▶ [Assignment]: Every line of the records that contains "ReconcileConfig" should be tallied, and only the resulting number returned.
##### Supplied data
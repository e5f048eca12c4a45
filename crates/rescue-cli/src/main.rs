mod logging;

use std::process::ExitCode;
use std::sync::Arc;

use anyhow::{Context, Result};
use chrono::Utc;
use clap::{ArgGroup, Parser, Subcommand};
use rescue_core::{AnimalDraft, Environment, ProductionOverride};
use rescue_identity::{assign_external_id, OrganizationRegistry};
use rescue_reconcile::{
    check_reset_preconditions, reset_all, AmbiguityPolicy, ExecuteRequest, MigrationPlan, ReconcileConfig,
    ReconcileError, Reconciler, ResetConfirmation,
};
use rescue_storage::{ArchivedEntry, AuditArchive, PgStore, StoreError};
use tracing::{error, info, warn};

#[derive(Debug, Parser)]
#[command(name = "rescue-cli", version)]
#[command(about = "Maintenance CLI for rescue listing identifiers")]
struct Cli {
    /// Overrides DATABASE_URL
    #[arg(long, global = true)]
    database_url: Option<String>,
    /// Overrides RESCUE_ENVIRONMENT
    #[arg(long, global = true)]
    environment: Option<Environment>,
    /// Overrides RESCUE_ORGANIZATIONS_FILE
    #[arg(long, global = true)]
    organizations: Option<std::path::PathBuf>,
    #[command(subcommand)]
    command: Commands,
}

#[derive(Debug, Subcommand)]
#[command(rename_all = "kebab-case")]
enum Commands {
    /// Plan, or apply, the identifier migration for one organization
    #[command(group(ArgGroup::new("mode").required(true).args(["dry_run", "apply"])))]
    Reconcile {
        #[arg(long)]
        org: String,
        /// Print the plan and its checksum without writing anything
        #[arg(long)]
        dry_run: bool,
        /// Apply the plan whose checksum is passed to --confirm
        #[arg(long, requires = "confirm")]
        apply: bool,
        #[arg(long)]
        confirm: Option<String>,
        /// Apply resolvable groups even when others are ambiguous
        #[arg(long)]
        exclude_ambiguous: bool,
        #[arg(long)]
        allow_production: bool,
    },
    /// Delete every animal, image, and scrape log
    ResetAll {
        /// Must be exactly "DELETE ALL"
        #[arg(long)]
        confirm: String,
        /// Must be exactly "yes"
        #[arg(long)]
        go_ahead: String,
        /// Also needs RESCUE_RESET_PRODUCTION_UNLOCK=1
        #[arg(long)]
        allow_production: bool,
    },
    /// Apply pending schema migrations
    Migrate,
    /// Show which identifier scheme an external id belongs to
    Classify {
        #[arg(long)]
        external_id: String,
    },
    /// Print the current-scheme external id for a listing
    GenerateId {
        #[arg(long)]
        org: String,
        #[arg(long)]
        name: String,
        #[arg(long)]
        animal_type: Option<String>,
        #[arg(long)]
        breed: Option<String>,
        #[arg(long)]
        sex: Option<String>,
        #[arg(long)]
        age: Option<String>,
    },
}

fn exit_code_for(err: &anyhow::Error) -> u8 {
    if let Some(err) = err.downcast_ref::<ReconcileError>() {
        return err.exit_code();
    }
    match err.downcast_ref::<StoreError>() {
        Some(store) if store.is_unreachable() => 2,
        _ => 1,
    }
}

/// Collects the typed answers and rejects them before any connection is opened.
fn reset_confirmation(
    config: &ReconcileConfig,
    confirm: String,
    go_ahead: String,
    allow_production: bool,
) -> Result<ResetConfirmation, ReconcileError> {
    if allow_production && !config.reset_production_unlock {
        warn!("--allow-production ignored: RESCUE_RESET_PRODUCTION_UNLOCK is not set");
    }
    let confirmation = ResetConfirmation {
        typed_confirmation: confirm,
        typed_go_ahead: go_ahead,
        production_override: ProductionOverride::from_flag(allow_production && config.reset_production_unlock),
    };
    check_reset_preconditions(config.environment, &confirmation)?;
    Ok(confirmation)
}

/// A dry run still reports its plan when the reports directory is not writable.
async fn archive_plan(archive: &AuditArchive, plan: &MigrationPlan) -> Option<ArchivedEntry> {
    match archive.store_json(&plan.org_id, "plan", plan).await {
        Ok(entry) => {
            info!(path = %entry.absolute_path.display(), checksum = %plan.checksum, "plan archived");
            Some(entry)
        }
        Err(err) => {
            warn!("plan not archived: {err:#}");
            None
        }
    }
}

fn load_registry(config: &ReconcileConfig) -> Result<Arc<OrganizationRegistry>> {
    Ok(Arc::new(OrganizationRegistry::load(&config.organizations_file)?))
}

async fn connect(config: &ReconcileConfig) -> Result<Arc<PgStore>> {
    let store = PgStore::connect(&config.database_url)
        .await
        .context("connecting to the listing store")?;
    Ok(Arc::new(store))
}

fn print_json<T: serde::Serialize>(value: &T) -> Result<()> {
    println!("{}", serde_json::to_string_pretty(value)?);
    Ok(())
}

async fn run(cli: Cli) -> Result<()> {
    let mut config = ReconcileConfig::from_env()?;
    if let Some(url) = cli.database_url {
        config.database_url = url;
    }
    if let Some(environment) = cli.environment {
        config.environment = environment;
    }
    if let Some(path) = cli.organizations {
        config.organizations_file = path;
    }
    let archive = AuditArchive::new(config.reports_dir.clone());

    match cli.command {
        Commands::Reconcile {
            org,
            dry_run,
            apply: _,
            confirm,
            exclude_ambiguous,
            allow_production,
        } => {
            let registry = load_registry(&config)?;
            let store = connect(&config).await?;
            let reconciler = Reconciler::new(store, registry);
            let plan = reconciler.plan_organization(&org).await?;

            if dry_run {
                archive_plan(&archive, &plan).await;
                return print_json(&plan);
            }

            let request = ExecuteRequest {
                confirmation: confirm.unwrap_or_default(),
                environment: config.environment,
                production_override: ProductionOverride::from_flag(allow_production || config.allow_production),
                ambiguity: if exclude_ambiguous {
                    AmbiguityPolicy::ExcludeAmbiguous
                } else {
                    AmbiguityPolicy::Refuse
                },
            };
            let report = match reconciler.execute(&plan, &request).await {
                Ok(report) => report,
                Err(err) => {
                    if err.may_have_mutated() {
                        error!(org_id = %org, error = %err, "reconciliation stopped after writing");
                    }
                    return Err(err.into());
                }
            };
            let entry = archive.store_json(&org, "report", &report).await?;
            info!(path = %entry.absolute_path.display(), run_id = %report.run_id, "report archived");
            print_json(&report)
        }
        Commands::ResetAll {
            confirm,
            go_ahead,
            allow_production,
        } => {
            let confirmation = reset_confirmation(&config, confirm, go_ahead, allow_production)?;
            let store = connect(&config).await?;
            let report = reset_all(&*store, config.environment, &confirmation).await?;
            let entry = archive.store_json("", "reset", &report).await?;
            info!(path = %entry.absolute_path.display(), "reset report archived");
            print_json(&report)
        }
        Commands::Migrate => {
            let store = connect(&config).await?;
            store.migrate().await.context("applying migrations")?;
            println!("migrations applied");
            Ok(())
        }
        Commands::Classify { external_id } => {
            let registry = load_registry(&config)?;
            let org_id = registry.organization_for(&external_id).map(|o| o.org_id.clone());
            print_json(&serde_json::json!({
                "external_id": external_id,
                "org_id": org_id,
                "classification": registry.classify(&external_id),
            }))
        }
        Commands::GenerateId {
            org,
            name,
            animal_type,
            breed,
            sex,
            age,
        } => {
            let registry = load_registry(&config)?;
            let identity = registry
                .get(&org)
                .ok_or_else(|| ReconcileError::UnknownOrganization(org.clone()))?;
            let mut draft = AnimalDraft::new(org.clone(), name, Utc::now());
            draft.animal_type = animal_type;
            draft.breed = breed;
            draft.sex = sex;
            draft.age_text = age;
            println!("{}", assign_external_id(identity, &mut draft));
            Ok(())
        }
    }
}

#[tokio::main]
async fn main() -> ExitCode {
    logging::init();
    let cli = Cli::parse();

    match run(cli).await {
        Ok(()) => ExitCode::SUCCESS,
        Err(err) => {
            let code = exit_code_for(&err);
            error!(exit_code = code, "{err:#}");
            eprintln!("error: {err:#}");
            ExitCode::from(code)
        }
    }
}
##########
▶ [The completed task]: 5